Spitters, Scratchers & Snappers

Question: I have an 8-year-old, longhaired, neutered cat named India, who has always groomed himself with care. Why would he stop cleaning himself around his behind and back legs?

Answer: There are several possible reasons: Cats with bad teeth or gums can have oral pain; if he is overweight, he might lose his ability to reach around sufficiently; also there could be spinal problems such as nerve inflammation, a bad intervertebral disc or arthritis. A veterinary exam and possibly X-rays would be the first step in diagnosing his problem.

Question: For the past several weeks, our 2-year-old Yorkie has been chasing his tail and scooting on the carpet. We have checked him for fleas and have seen none. He will sometimes chew on his tail or back, although we can’t find any reason. There are no sores there, but he has pulled out some of his hair.

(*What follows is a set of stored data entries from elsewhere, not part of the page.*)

use std::fmt;

use crate::entities::accounts;

/// Account as seen by the rest of the crate. The password hash never leaves
/// the repository layer.
#[derive(Debug, Clone, PartialEq, Eq)]
pub struct Account {
    pub id: i32,
    pub username: String,
    pub email: String,
    pub first_name: String,
    pub last_name: String,
    pub is_active: bool,
    pub is_staff: bool,
    pub date_joined: String,
    pub updated_at: String,
}

impl From<accounts::Model> for Account {
    fn from(model: accounts::Model) -> Self {
        Self {
            id: model.id,
            username: model.username,
            email: model.email,
            first_name: model.first_name,
            last_name: model.last_name,
            is_active: model.is_active,
            is_staff: model.is_staff,
            date_joined: model.date_joined,
            updated_at: model.updated_at,
        }
    }
}

/// Validated input for a new account. `password` is plaintext and is hashed
/// by the store before it is written.
#[derive(Debug, Clone)]
pub struct NewAccount {
    pub username: String,
    pub email: String,
    pub first_name: String,
    pub last_name: String,
    pub password: String,
    pub is_active: bool,
    pub is_staff: bool,
}

/// Validated set of field changes; `None` leaves the column untouched.
#[derive(Debug, Clone, Default)]
pub struct AccountChanges {
    pub username: Option<String>,
    pub email: Option<String>,
    pub first_name: Option<String>,
    pub last_name: Option<String>,
    pub password: Option<String>,
    pub is_active: Option<bool>,
    pub is_staff: Option<bool>,
}

impl AccountChanges {
    #[must_use]
    pub const fn is_empty(&self) -> bool {
        self.username.is_none()
            && self.email.is_none()
            && self.first_name.is_none()
            && self.last_name.is_none()
            && self.password.is_none()
            && self.is_active.is_none()
            && self.is_staff.is_none()
    }
}

/// Columns that must be unique across all accounts.
#[derive(Debug, Clone, Copy, PartialEq, Eq)]
pub enum UniqueField {
    Username,
    Email,
}

impl UniqueField {
    #[must_use]
    pub const fn as_str(self) -> &'static str {
        match self {
            Self::Username => "username",
            Self::Email => "email",
        }
    }
}

impl fmt::Display for UniqueField {
    fn fmt(&self, f: &mut fmt::Formatter<'_>) -> fmt::Result {
        f.write_str(self.as_str())
    }
}

/// Bearer token bound to a single account.
#[derive(Debug, Clone, PartialEq, Eq)]
pub struct AuthToken {
    pub key: String,
    pub account_id: i32,
    pub created_at: String,
}

impl From<crate::entities::auth_tokens::Model> for AuthToken {
    fn from(model: crate::entities::auth_tokens::Model) -> Self {
        Self {
            key: model.key,
            account_id: model.account_id,
            created_at: model.created_at,
        }
    }
}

Answer: Young, active puppies and dogs might chase their tails for fun or as a form of play, but if your dog is chewing out his hair or dragging his rectum on the carpet, there may be a more serious problem. Have your dog’s anal sacs checked for impaction. It might be that these anal sacs are becoming infected. You should also have his rectal area checked for tapeworm segments that may have dried on the coat.

Other possibilities are dried feces that have clung to the coat, topical parasites, such as fleas or mites, or a skin infection caused by a wound or trauma. Dogs with flea-bite allergy dermatitis will chew on their lower backs and tail base, even though the flea might bite elsewhere on the body.